Stored data:
──────────

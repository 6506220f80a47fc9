//! Per-session state shared with every tool invocation
//!
//! State that would otherwise sit in process-wide globals lives here and is
//! threaded explicitly through [`Tool::execute`](super::Tool::execute):
//!
//! - the set of files read in this session, which gates overwrites;
//! - the sources collected by web tools, used for citations and reports;
//! - the report submitted through `complete_task`;
//! - the shell session of `bash` and the task list of the todo tools.

use std::path::{Path, PathBuf};
use std::sync::{Arc, Mutex, MutexGuard, PoisonError};

use chrono::{DateTime, Utc};
use dashmap::DashSet;
use serde::{Deserialize, Serialize};

use super::state::{ShellSession, TodoItem};

/// A source consulted by a tool
#[derive(Debug, Clone, PartialEq, Serialize, Deserialize)]
pub struct Source {
    pub url: String,
    pub title: String,
    /// Name of the tool that recorded it
    pub tool: String,
    pub accessed_at: DateTime<Utc>,
}

impl Source {
    pub fn new(url: impl Into<String>, title: impl Into<String>, tool: impl Into<String>) -> Self {
        Self {
            url: url.into(),
            title: title.into(),
            tool: tool.into(),
            accessed_at: Utc::now(),
        }
    }
}

/// Session context handed to tools
///
/// Cloning is cheap and clones share state. [`ToolContext::child`] creates
/// the context for a sub-agent: it shares the files-read set with its parent
/// but collects its own sources, keeps its own task list and starts its shell
/// from a copy of the parent's directory and environment.
#[derive(Debug, Clone, Default)]
pub struct ToolContext {
    files_read: Arc<DashSet<PathBuf>>,
    sources: Arc<Mutex<Vec<Source>>>,
    report: Arc<Mutex<Option<String>>>,
    shell: Arc<Mutex<ShellSession>>,
    todos: Arc<Mutex<Vec<TodoItem>>>,
}

fn lock<T>(mutex: &Mutex<T>) -> MutexGuard<'_, T> {
    mutex.lock().unwrap_or_else(PoisonError::into_inner)
}

/// Resolve a path to the key used in the files-read set
fn normalize(path: &Path) -> PathBuf {
    std::fs::canonicalize(path)
        .or_else(|_| std::path::absolute(path))
        .unwrap_or_else(|_| path.to_path_buf())
}

impl ToolContext {
    pub fn new() -> Self {
        Self::default()
    }

    /// Context for a sub-agent session
    pub fn child(&self) -> Self {
        Self {
            files_read: Arc::clone(&self.files_read),
            sources: Arc::default(),
            report: Arc::default(),
            shell: Arc::new(Mutex::new(ShellSession {
                history: Vec::new(),
                ..self.shell()
            })),
            todos: Arc::default(),
        }
    }

    /// Record that a file's contents were shown to the model
    pub fn mark_read(&self, path: impl AsRef<Path>) {
        self.files_read.insert(normalize(path.as_ref()));
    }

    /// Whether the file was read earlier in this session
    pub fn has_read(&self, path: impl AsRef<Path>) -> bool {
        self.files_read.contains(&normalize(path.as_ref()))
    }

    /// Number of distinct files read
    pub fn files_read_count(&self) -> usize {
        self.files_read.len()
    }

    /// Record a source; a URL already recorded is ignored
    pub fn add_source(&self, source: Source) {
        let mut sources = lock(&self.sources);
        if !sources.iter().any(|s| s.url == source.url) {
            sources.push(source);
        }
    }

    /// Merge sources collected elsewhere (e.g. by a finished sub-agent)
    pub fn extend_sources(&self, incoming: impl IntoIterator<Item = Source>) {
        for source in incoming {
            self.add_source(source);
        }
    }

    /// Sources collected so far, in recording order
    pub fn sources(&self) -> Vec<Source> {
        lock(&self.sources).clone()
    }

    pub fn source_count(&self) -> usize {
        lock(&self.sources).len()
    }

    /// Store the final report submitted by `complete_task`
    pub fn submit_report(&self, report: impl Into<String>) {
        *lock(&self.report) = Some(report.into());
    }

    /// Take the submitted report, leaving the slot empty
    pub fn take_report(&self) -> Option<String> {
        lock(&self.report).take()
    }

    /// Copy of the current shell session
    pub fn shell(&self) -> ShellSession {
        lock(&self.shell).clone()
    }

    pub fn update_shell<R>(&self, update: impl FnOnce(&mut ShellSession) -> R) -> R {
        update(&mut lock(&self.shell))
    }

    /// Forget directory, environment and history changes
    pub fn reset_shell(&self) {
        *lock(&self.shell) = ShellSession::default();
    }

    pub fn todos(&self) -> Vec<TodoItem> {
        lock(&self.todos).clone()
    }

    /// Replace the task list, returning the previous length
    pub fn replace_todos(&self, todos: Vec<TodoItem>) -> usize {
        std::mem::replace(&mut *lock(&self.todos), todos).len()
    }
}

#[cfg(test)]
mod tests {
    use super::*;
    use tempfile::TempDir;

    #[test]
    fn test_mark_and_check_read() {
        let dir = TempDir::new().unwrap();
        let path = dir.path().join("a.txt");
        std::fs::write(&path, "x").unwrap();

        let ctx = ToolContext::new();
        assert!(!ctx.has_read(&path));

        ctx.mark_read(&path);
        assert!(ctx.has_read(&path));
        // same file through a different spelling
        assert!(ctx.has_read(dir.path().join(".").join("a.txt")));
    }

    #[test]
    fn test_sessions_are_isolated() {
        let dir = TempDir::new().unwrap();
        let path = dir.path().join("a.txt");
        std::fs::write(&path, "x").unwrap();

        let first = ToolContext::new();
        let second = ToolContext::new();
        first.mark_read(&path);
        assert!(!second.has_read(&path));
    }

    #[test]
    fn test_child_shares_reads_not_sources() {
        let dir = TempDir::new().unwrap();
        let path = dir.path().join("a.txt");
        std::fs::write(&path, "x").unwrap();

        let parent = ToolContext::new();
        parent.add_source(Source::new("https://a.example", "A", "web_search"));

        let child = parent.child();
        child.mark_read(&path);
        child.add_source(Source::new("https://b.example", "B", "web_fetch"));

        assert!(parent.has_read(&path));
        assert_eq!(parent.source_count(), 1);
        assert_eq!(child.source_count(), 1);

        parent.extend_sources(child.sources());
        assert_eq!(parent.source_count(), 2);
    }

    #[test]
    fn test_duplicate_sources_ignored() {
        let ctx = ToolContext::new();
        ctx.add_source(Source::new("https://a.example", "A", "web_search"));
        ctx.add_source(Source::new("https://a.example", "A again", "web_fetch"));
        assert_eq!(ctx.source_count(), 1);
        assert_eq!(ctx.sources()[0].title, "A");
    }

    #[test]
    fn test_child_shell_and_todos() {
        use crate::tool::state::{TodoPriority, TodoStatus};

        let parent = ToolContext::new();
        parent.update_shell(|shell| {
            shell.cwd = Some(PathBuf::from("/tmp"));
            shell.history.push(crate::tool::state::ShellRecord {
                command: "cd /tmp".to_string(),
                exit_code: Some(0),
                preview: String::new(),
            });
        });
        parent.replace_todos(vec![TodoItem {
            id: "1".to_string(),
            content: "write tests".to_string(),
            status: TodoStatus::Pending,
            priority: TodoPriority::High,
        }]);

        let child = parent.child();
        assert_eq!(child.shell().cwd, Some(PathBuf::from("/tmp")));
        assert!(child.shell().history.is_empty());
        assert!(child.todos().is_empty());

        child.update_shell(|shell| shell.cwd = Some(PathBuf::from("/")));
        assert_eq!(parent.shell().cwd, Some(PathBuf::from("/tmp")));

        assert_eq!(parent.replace_todos(Vec::new()), 1);
        parent.reset_shell();
        assert_eq!(parent.shell(), ShellSession::default());
    }

    #[test]
    fn test_report_slot() {
        let ctx = ToolContext::new();
        assert!(ctx.take_report().is_none());
        ctx.submit_report("# Report");
        assert_eq!(ctx.take_report().as_deref(), Some("# Report"));
        assert!(ctx.take_report().is_none());
    }
}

──────────

### Work item:
The answer must be every line of the records that contains the word "DashSet".

### Response to the task:
use dashmap::DashSet;
    files_read: Arc<DashSet<PathBuf>>,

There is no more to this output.